Notre auguste souveraine m’en avait chargé, car elle venait de m’envoyer, non pour arrêter Votre Altesse, mais pour la rappeler près d’elle.

MAX, s’inclinant.

Serait-il possible, vous, ma tante ?...

GALAOR.

Vous couriez après le bonheur... et il vous attendait ici.

Il présente au prince le papier signé par la duchesse. 

Lisez plutôt.

MAX, lisant.

Oui, la signature de ma tante. « Amnistie générale. –  Permission au prince Max, mon neveu, et à ma pupille, la princesse de Wolfenbuttel, de se marier ensemble ou séparément, selon le choix de leur cœur. »

TOUS.

Ô ciel !

GALAOR, prenant le papier et achevant.

« Signé : Dorothée, duchesse régnante de Brunswick. Contresigné par nous, baron Galaor, grand maréchal du palais. »
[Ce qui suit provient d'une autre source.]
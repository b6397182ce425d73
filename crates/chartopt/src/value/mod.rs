//! The value union stored at graph nodes.
//!
//! A closed set of kinds, exhaustively matched by both the graph traversal
//! and the renderer. The two raw-text leaf kinds ([`Callback`] and
//! [`UtcInstant`]) carry source that must reach the output unquoted;
//! [`ExtLeaf`] covers externally-owned values the core hands to the
//! renderer verbatim.

use chrono::{DateTime, Datelike, TimeZone, Timelike, Utc};
use serde_json::Number;

use crate::graph::OptionGraph;

/// A value stored in an [`OptionGraph`] node.
#[derive(Debug, Clone, PartialEq)]
pub enum Value {
    Null,
    Bool(bool),
    Number(Number),
    String(String),
    /// Ordered, heterogeneous array literal. Not path-traversable.
    Sequence(Vec<Value>),
    /// Nested graph node. Unwraps transparently on render.
    Graph(OptionGraph),
    /// Raw JS source text, rendered unquoted and unescaped.
    Callback(Callback),
    /// UTC calendar instant, rendered as a `Date.UTC(...)` call.
    Instant(UtcInstant),
    /// Externally-owned leaf, rendered only by a registered encoder.
    Ext(ExtLeaf),
}

impl Value {
    pub fn as_str(&self) -> Option<&str> {
        match self {
            Value::String(s) => Some(s),
            _ => None,
        }
    }

    pub fn as_graph(&self) -> Option<&OptionGraph> {
        match self {
            Value::Graph(graph) => Some(graph),
            _ => None,
        }
    }

    pub fn as_sequence(&self) -> Option<&[Value]> {
        match self {
            Value::Sequence(items) => Some(items),
            _ => None,
        }
    }

    /// Deep-convert a borrowed JSON document. Objects become nested graphs
    /// (insertion order preserved), arrays become sequences.
    pub fn from_json(json: &serde_json::Value) -> Value {
        Value::from(json.clone())
    }
}

impl From<serde_json::Value> for Value {
    fn from(json: serde_json::Value) -> Value {
        match json {
            serde_json::Value::Null => Value::Null,
            serde_json::Value::Bool(b) => Value::Bool(b),
            serde_json::Value::Number(n) => Value::Number(n),
            serde_json::Value::String(s) => Value::String(s),
            serde_json::Value::Array(items) => {
                Value::Sequence(items.into_iter().map(Value::from).collect())
            }
            serde_json::Value::Object(map) => {
                let mut graph = OptionGraph::new();
                for (key, value) in map {
                    // Direct insert: object keys are keys, never paths.
                    graph.insert(key, Value::from(value));
                }
                Value::Graph(graph)
            }
        }
    }
}

impl From<&str> for Value {
    fn from(s: &str) -> Value {
        Value::String(s.to_string())
    }
}

impl From<String> for Value {
    fn from(s: String) -> Value {
        Value::String(s)
    }
}

impl From<bool> for Value {
    fn from(b: bool) -> Value {
        Value::Bool(b)
    }
}

impl From<i32> for Value {
    fn from(n: i32) -> Value {
        Value::Number(n.into())
    }
}

impl From<i64> for Value {
    fn from(n: i64) -> Value {
        Value::Number(n.into())
    }
}

impl From<u64> for Value {
    fn from(n: u64) -> Value {
        Value::Number(n.into())
    }
}

impl From<f64> for Value {
    fn from(n: f64) -> Value {
        // Non-finite floats have no literal form; degrade to null like the
        // rest of the tolerant-builder surface.
        Number::from_f64(n).map(Value::Number).unwrap_or(Value::Null)
    }
}

impl From<Number> for Value {
    fn from(n: Number) -> Value {
        Value::Number(n)
    }
}

impl From<Vec<Value>> for Value {
    fn from(items: Vec<Value>) -> Value {
        Value::Sequence(items)
    }
}

impl From<OptionGraph> for Value {
    fn from(graph: OptionGraph) -> Value {
        Value::Graph(graph)
    }
}

impl From<Callback> for Value {
    fn from(callback: Callback) -> Value {
        Value::Callback(callback)
    }
}

impl From<UtcInstant> for Value {
    fn from(instant: UtcInstant) -> Value {
        Value::Instant(instant)
    }
}

impl From<ExtLeaf> for Value {
    fn from(leaf: ExtLeaf) -> Value {
        Value::Ext(leaf)
    }
}

impl<T: Into<Value>> From<Option<T>> for Value {
    fn from(value: Option<T>) -> Value {
        match value {
            Some(v) => v.into(),
            None => Value::Null,
        }
    }
}

impl<Tz: TimeZone> From<DateTime<Tz>> for Value {
    fn from(dt: DateTime<Tz>) -> Value {
        Value::Instant(UtcInstant::from_datetime(&dt))
    }
}

/// A JS function body stored as literal source text.
///
/// The renderer emits the body exactly as stored, with no quoting or
/// escaping, so the consuming library receives a function rather than a
/// string.
#[derive(Debug, Clone, PartialEq, Eq)]
pub struct Callback {
    body: String,
}

impl Callback {
    pub fn new(body: impl Into<String>) -> Callback {
        Callback { body: body.into() }
    }

    pub fn body(&self) -> &str {
        &self.body
    }
}

/// A calendar instant in UTC, rendered as `Date.UTC(y,m0,d,h,mi,s)`.
///
/// The month is 1-based here and 0-based in the rendered call, matching
/// what `Date.UTC` expects. Field ranges are checked at render time, not
/// construction time.
#[derive(Debug, Clone, Copy, PartialEq, Eq)]
pub struct UtcInstant {
    pub year: i32,
    pub month: u32,
    pub day: u32,
    pub hour: u32,
    pub minute: u32,
    pub second: u32,
}

impl UtcInstant {
    pub fn new(year: i32, month: u32, day: u32, hour: u32, minute: u32, second: u32) -> UtcInstant {
        UtcInstant {
            year,
            month,
            day,
            hour,
            minute,
            second,
        }
    }

    /// Capture a date-time in any zone as its UTC field values.
    pub fn from_datetime<Tz: TimeZone>(dt: &DateTime<Tz>) -> UtcInstant {
        let utc = dt.with_timezone(&Utc);
        UtcInstant {
            year: utc.year(),
            month: utc.month(),
            day: utc.day(),
            hour: utc.hour(),
            minute: utc.minute(),
            second: utc.second(),
        }
    }
}

impl<Tz: TimeZone> From<DateTime<Tz>> for UtcInstant {
    fn from(dt: DateTime<Tz>) -> UtcInstant {
        UtcInstant::from_datetime(&dt)
    }
}

/// An externally-owned opaque leaf: a kind tag plus an arbitrary payload.
///
/// The graph passes these through unmodified; rendering requires an encoder
/// registered for the kind (see [`crate::Renderer::with_encoder`]).
#[derive(Debug, Clone, PartialEq)]
pub struct ExtLeaf {
    kind: String,
    payload: serde_json::Value,
}

impl ExtLeaf {
    pub fn new(kind: impl Into<String>, payload: serde_json::Value) -> ExtLeaf {
        ExtLeaf {
            kind: kind.into(),
            payload,
        }
    }

    pub fn kind(&self) -> &str {
        &self.kind
    }

    pub fn payload(&self) -> &serde_json::Value {
        &self.payload
    }
}
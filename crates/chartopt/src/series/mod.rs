//! Series construction from bound source records.
//!
//! Source records arrive as `serde_json::Value` documents exposing a
//! dotted-path lookup. [`build_series`] turns a collection of them into
//! the `series` subtree, one child graph per record; [`ChartBuilder`]
//! composes that with a defaults overlay and explicit per-path overrides
//! in the order the component layer expects.
//!
//! Field resolution is tolerant throughout: a record that cannot resolve a
//! path simply omits that field. A bad mapping never aborts the
//! collection.

use std::collections::HashMap;

use chartopt_keypath::lookup;

use crate::graph::OptionGraph;
use crate::value::Value;

/// Per-series keys forwarded from source records when they resolve.
const AUXILIARY_KEYS: [&str; 3] = ["pointStart", "pointInterval", "type"];

/// Where each series field comes from within a source record.
///
/// Resolution precedence per key, highest first:
/// 1. an explicit [`rename`](SeriesMapping::rename) entry,
/// 2. the alternate path binding ([`name_path`](SeriesMapping::name_path) /
///    [`data_path`](SeriesMapping::data_path), for those two keys only),
/// 3. the key itself.
#[derive(Debug, Clone, Default)]
pub struct SeriesMapping {
    renames: HashMap<String, String>,
    name_path: Option<String>,
    data_path: Option<String>,
}

impl SeriesMapping {
    pub fn new() -> SeriesMapping {
        SeriesMapping::default()
    }

    /// Map an output key to a record path.
    pub fn rename(mut self, key: impl Into<String>, path: impl Into<String>) -> SeriesMapping {
        self.renames.insert(key.into(), path.into());
        self
    }

    /// Alternate record path for the series `name`.
    pub fn name_path(mut self, path: impl Into<String>) -> SeriesMapping {
        self.name_path = Some(path.into());
        self
    }

    /// Alternate record path for the series `data`.
    pub fn data_path(mut self, path: impl Into<String>) -> SeriesMapping {
        self.data_path = Some(path.into());
        self
    }

    fn resolve<'a>(&'a self, key: &'a str) -> &'a str {
        if let Some(path) = self.renames.get(key) {
            return path;
        }
        let alternate = match key {
            "name" => self.name_path.as_deref(),
            "data" => self.data_path.as_deref(),
            _ => None,
        };
        alternate.filter(|path| !path.is_empty()).unwrap_or(key)
    }
}

/// Build the `series` value from source records.
///
/// Each record yields one child graph with `name` and `data` resolved via
/// the mapping, plus the well-known auxiliary keys when present on the
/// record. Unresolvable fields are omitted per record.
pub fn build_series(records: &[serde_json::Value], mapping: &SeriesMapping) -> Value {
    let mut series = Vec::with_capacity(records.len());
    for record in records {
        let mut child = OptionGraph::new();
        for key in ["name", "data"] {
            if let Some(found) = lookup(record, mapping.resolve(key)) {
                child.set(key, Value::from_json(found));
            }
        }
        for key in AUXILIARY_KEYS {
            if let Some(found) = lookup(record, mapping.resolve(key)) {
                child.set(key, Value::from_json(found));
            }
        }
        series.push(Value::Graph(child));
    }
    Value::Sequence(series)
}

/// Assembles a complete option graph from its sources.
///
/// Build order matters and is fixed: the series subtree first, then the
/// bound overlay graph, then the raw dotted assignments — so the most
/// explicit source wins.
#[derive(Debug, Clone, Default)]
pub struct ChartBuilder {
    records: Vec<serde_json::Value>,
    mapping: SeriesMapping,
    overlay: Option<OptionGraph>,
    assignments: Vec<(String, Value)>,
}

impl ChartBuilder {
    pub fn new() -> ChartBuilder {
        ChartBuilder::default()
    }

    /// Source records for the `series` subtree.
    pub fn records(mut self, records: impl IntoIterator<Item = serde_json::Value>) -> ChartBuilder {
        self.records.extend(records);
        self
    }

    pub fn mapping(mut self, mapping: SeriesMapping) -> ChartBuilder {
        self.mapping = mapping;
        self
    }

    /// A defaults/override graph applied after the series are built.
    pub fn overlay(mut self, overlay: OptionGraph) -> ChartBuilder {
        self.overlay = Some(overlay);
        self
    }

    /// Queue a raw dotted-path assignment, applied last.
    pub fn set(mut self, path: impl Into<String>, value: impl Into<Value>) -> ChartBuilder {
        self.assignments.push((path.into(), value.into()));
        self
    }

    pub fn build(self) -> OptionGraph {
        let mut graph = OptionGraph::new();
        if !self.records.is_empty() {
            graph.set("series", build_series(&self.records, &self.mapping));
        }
        graph.apply(self.overlay.as_ref());
        for (path, value) in self.assignments {
            graph.set(&path, value);
        }
        graph
    }
}
//! Depth legend.

use serde::Serialize;

use super::controls::Corner;
use crate::markup::{self, Node};
use crate::style::{Color, DEPTH_BUCKETS};

/// One legend row.
#[derive(Debug, Clone, Copy, PartialEq, Serialize)]
pub struct LegendEntry {
    /// Swatch color.
    pub color: Color,
    /// Depth range text.
    pub range_label: &'static str,
}

/// Static legend explaining marker colors. Independent of the loaded data.
#[derive(Debug, Clone, PartialEq, Serialize)]
pub struct Legend {
    /// Legend heading.
    pub title: &'static str,
    /// Where the legend is shown.
    pub position: Corner,
    entries: Vec<LegendEntry>,
}

impl Legend {
    /// Depth legend built from the marker color table, in ascending depth order.
    pub fn depth() -> Self {
        Self {
            title: "Depth (km)",
            position: Corner::BottomRight,
            entries: DEPTH_BUCKETS
                .iter()
                .map(|bucket| LegendEntry {
                    color: bucket.color,
                    range_label: bucket.label,
                })
                .collect(),
        }
    }

    /// Legend rows.
    pub fn entries(&self) -> &[LegendEntry] {
        &self.entries
    }

    /// Legend as structured content.
    pub fn nodes(&self) -> Vec<Node> {
        let mut items = vec![Node::Strong(self.title.to_string())];
        items.extend(self.entries.iter().map(|entry| Node::Swatch {
            color: entry.color,
            label: entry.range_label.to_string(),
        }));
        vec![Node::List(items)]
    }

    /// Legend as an HTML fragment.
    pub fn to_html(&self) -> String {
        markup::to_html(&self.nodes())
    }
}
//! The composed map and its loading.

use std::sync::Arc;

use parking_lot::Mutex;
use tokio::task::JoinHandle;

use super::controls::{LayerSwitcher, ScaleControl};
use super::legend::Legend;
use super::snapshot::{MapSnapshot, OverlaySnapshot};
use crate::config::{FeedUrls, MapConfig};
use crate::error::QuakeMapError;
use crate::feed::loader::{fetch_events, fetch_plate_boundaries, FeedLoader};
use crate::layer::{
    BaseLayer, BaseLayerKind, EventLayer, OverlayKind, OverlayStatus, PlateBoundaryLayer,
    TileIndex,
};
use crate::normalize::normalize;
use crate::render::{render, LatLon, Marker};

/// Composed map: base layers, overlays and controls.
///
/// The session owns every layer handle. The plate boundary overlay is shared with the task that
/// loads it, which only ever writes into that layer.
pub struct MapSession {
    config: MapConfig,
    base_layers: Vec<BaseLayer>,
    switcher: Mutex<LayerSwitcher>,
    events: EventLayer,
    plates: Arc<PlateBoundaryLayer>,
    legend: Legend,
    scale: ScaleControl,
    plate_task: Mutex<Option<JoinHandle<()>>>,
}

/// Composes the map from rendered markers and a (possibly still empty) plate boundary layer.
pub fn build_map(
    markers: Vec<Marker>,
    plate_boundaries: Arc<PlateBoundaryLayer>,
    config: MapConfig,
) -> MapSession {
    log::info!(
        "Composing map with {} markers at {:?}, zoom {}",
        markers.len(),
        config.center,
        config.zoom
    );

    MapSession {
        config,
        base_layers: BaseLayerKind::ALL.into_iter().map(BaseLayer::new).collect(),
        switcher: Mutex::new(LayerSwitcher::new(config.base_layer)),
        events: EventLayer::new(markers),
        plates: plate_boundaries,
        legend: Legend::depth(),
        scale: ScaleControl::default(),
        plate_task: Mutex::new(None),
    }
}

/// Loads both feeds and composes the map.
///
/// The two feeds are requested independently. The session is returned as soon as the events are
/// rendered; plate boundaries fill their overlay whenever they arrive (see
/// [`MapSession::wait_for_overlays`]). A failure of the events feed is returned as an error. A
/// failure of the plate feed only leaves that overlay empty. Nothing is retried.
pub async fn launch(
    loader: Arc<dyn FeedLoader>,
    feeds: FeedUrls,
    config: MapConfig,
) -> Result<MapSession, QuakeMapError> {
    let plates = Arc::new(PlateBoundaryLayer::default());
    let plate_task = tokio::spawn(load_plate_boundaries(
        loader.clone(),
        feeds.plates,
        plates.clone(),
    ));

    let collection = fetch_events(loader.as_ref(), &feeds.events).await?;
    let normalized = normalize(&collection.features);
    let markers = render(&normalized.records);

    let session = build_map(markers, plates, config);
    *session.plate_task.lock() = Some(plate_task);

    Ok(session)
}

async fn load_plate_boundaries(
    loader: Arc<dyn FeedLoader>,
    url: String,
    layer: Arc<PlateBoundaryLayer>,
) {
    match fetch_plate_boundaries(loader.as_ref(), &url).await {
        Ok(collection) => layer.populate(collection),
        Err(err) => {
            log::warn!("Plate boundaries are not available: {err}");
            layer.mark_failed(err.to_string());
        }
    }
}

impl MapSession {
    /// Initial configuration.
    pub fn config(&self) -> &MapConfig {
        &self.config
    }

    /// Viewport center.
    pub fn center(&self) -> LatLon {
        self.config.center
    }

    /// Viewport zoom level.
    pub fn zoom(&self) -> u32 {
        self.config.zoom
    }

    /// All registered base layers.
    pub fn base_layers(&self) -> &[BaseLayer] {
        &self.base_layers
    }

    /// Base layer currently shown.
    pub fn active_base_layer(&self) -> &BaseLayer {
        let kind = self.switcher.lock().active_base();
        self.base_layer(kind)
    }

    fn base_layer(&self, kind: BaseLayerKind) -> &BaseLayer {
        self.base_layers
            .iter()
            .find(|layer| layer.kind == kind)
            .unwrap_or(&self.base_layers[0])
    }

    /// Url of a tile of the active base layer.
    pub fn tile_url(&self, index: TileIndex) -> Result<String, QuakeMapError> {
        Ok(self.active_base_layer().source.tile_url(index)?)
    }

    /// Switches to another base layer, hiding the current one.
    pub fn select_base_layer(&self, kind: BaseLayerKind) {
        let previous = self.switcher.lock().select_base(kind);
        log::debug!("Base layer switched from {previous} to {kind}");
    }

    /// Whether the overlay is shown.
    pub fn is_overlay_visible(&self, kind: OverlayKind) -> bool {
        self.switcher.lock().is_visible(kind)
    }

    /// Shows or hides an overlay.
    pub fn set_overlay_visible(&self, kind: OverlayKind, visible: bool) {
        self.switcher.lock().set_visible(kind, visible);
    }

    /// Flips an overlay's visibility. Returns the new state.
    pub fn toggle_overlay(&self, kind: OverlayKind) -> bool {
        self.switcher.lock().toggle(kind)
    }

    /// Event marker overlay.
    pub fn events(&self) -> &EventLayer {
        &self.events
    }

    /// Plate boundary overlay.
    pub fn plates(&self) -> &PlateBoundaryLayer {
        &self.plates
    }

    /// Loading state of an overlay.
    pub fn overlay_status(&self, kind: OverlayKind) -> OverlayStatus {
        match kind {
            OverlayKind::Earthquakes => OverlayStatus::Loaded {
                features: self.events.len(),
            },
            OverlayKind::TectonicPlates => self.plates.status(),
        }
    }

    /// Depth legend.
    pub fn legend(&self) -> &Legend {
        &self.legend
    }

    /// Scale bar.
    pub fn scale(&self) -> &ScaleControl {
        &self.scale
    }

    /// Waits until the plate boundary overlay has been populated or has failed.
    ///
    /// Safe to call from several places at once; every caller returns once the overlay has
    /// settled. For a session composed with [`build_map`], whoever owns the plate layer must
    /// eventually populate it or mark it as failed.
    pub async fn wait_for_overlays(&self) {
        let task = self.plate_task.lock().take();
        if let Some(task) = task {
            if let Err(err) = task.await {
                log::error!("Plate boundary task did not complete: {err}");
                self.plates.mark_failed(err.to_string());
            }
        }
        self.plates.settled().await;
    }

    /// Description of the currently shown map.
    pub fn snapshot(&self) -> MapSnapshot {
        let switcher = self.switcher.lock().clone();

        let overlays = OverlayKind::ALL
            .into_iter()
            .map(|kind| OverlaySnapshot {
                kind,
                label: kind.label(),
                visible: switcher.is_visible(kind),
                status: self.overlay_status(kind),
            })
            .collect();

        let markers = if switcher.is_visible(OverlayKind::Earthquakes) {
            self.events.markers().to_vec()
        } else {
            Vec::new()
        };
        let plate_boundaries = if switcher.is_visible(OverlayKind::TectonicPlates) {
            self.plates.features()
        } else {
            Vec::new()
        };

        MapSnapshot {
            center: self.center(),
            zoom: self.zoom(),
            base_layer: self.base_layer(switcher.active_base()).clone(),
            layer_switcher: switcher,
            overlays,
            markers,
            plate_boundaries,
            plate_style: self.plates.style(),
            legend: self.legend.clone(),
            legend_html: self.legend.to_html(),
            scale: self.scale,
        }
    }
}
LA DUCHESSE, étonnée, regardant Galaor.

Comment... une telle faveur !...

GALAOR, s’inclinant.

Est bien peu de chose sans doute, auprès de celle que je viens d’obtenir.

MAX.

Marguerite, mon bonheur commence !

CONRAD, à demi-voix, à Thécla.

Et moi, hélas ! Le mien finit.

THÉCLA, souriant.

Ce rôle d’un jour vous a-t-il paru bien long et bien pénible ?

CONRAD.

Ah ! madame !

THÉCLA.

Continuez-le donc... Conrad, voici ma main.

CONRAD.

Ah ! C’est impossible !... Je ne sais si je veille !...

MAX.

Et moi, j’ai peine à comprendre... Vous n’étiez donc pas son mari ?

CONRAD.

Moi ? Je ne sais rien.

Montrant Thécla.

Demandez-le-lui.

LA DUCHESSE, à Galaor.

Ainsi, vous m’aviez donc trompée ?

GALAOR.

Jamais ! J’ai toujours dit à ma souveraine que la princesse n’était pas mariée... mais, dès demain, grâce à vous, ils le seront tous... et je m’étonne que l’aspect de tant d’unions heureuses n’inspire pas à Votre Altesse l’idée de donner aussi sa main...

LA DUCHESSE, avec indignation.

Baron !

GALAOR, s’inclinant et à voix basse.

La main gauche, Altesse, la main gauche !

Max et Marguerite, Conrad et Thécla s’avancent vers la duchesse pour la remercier.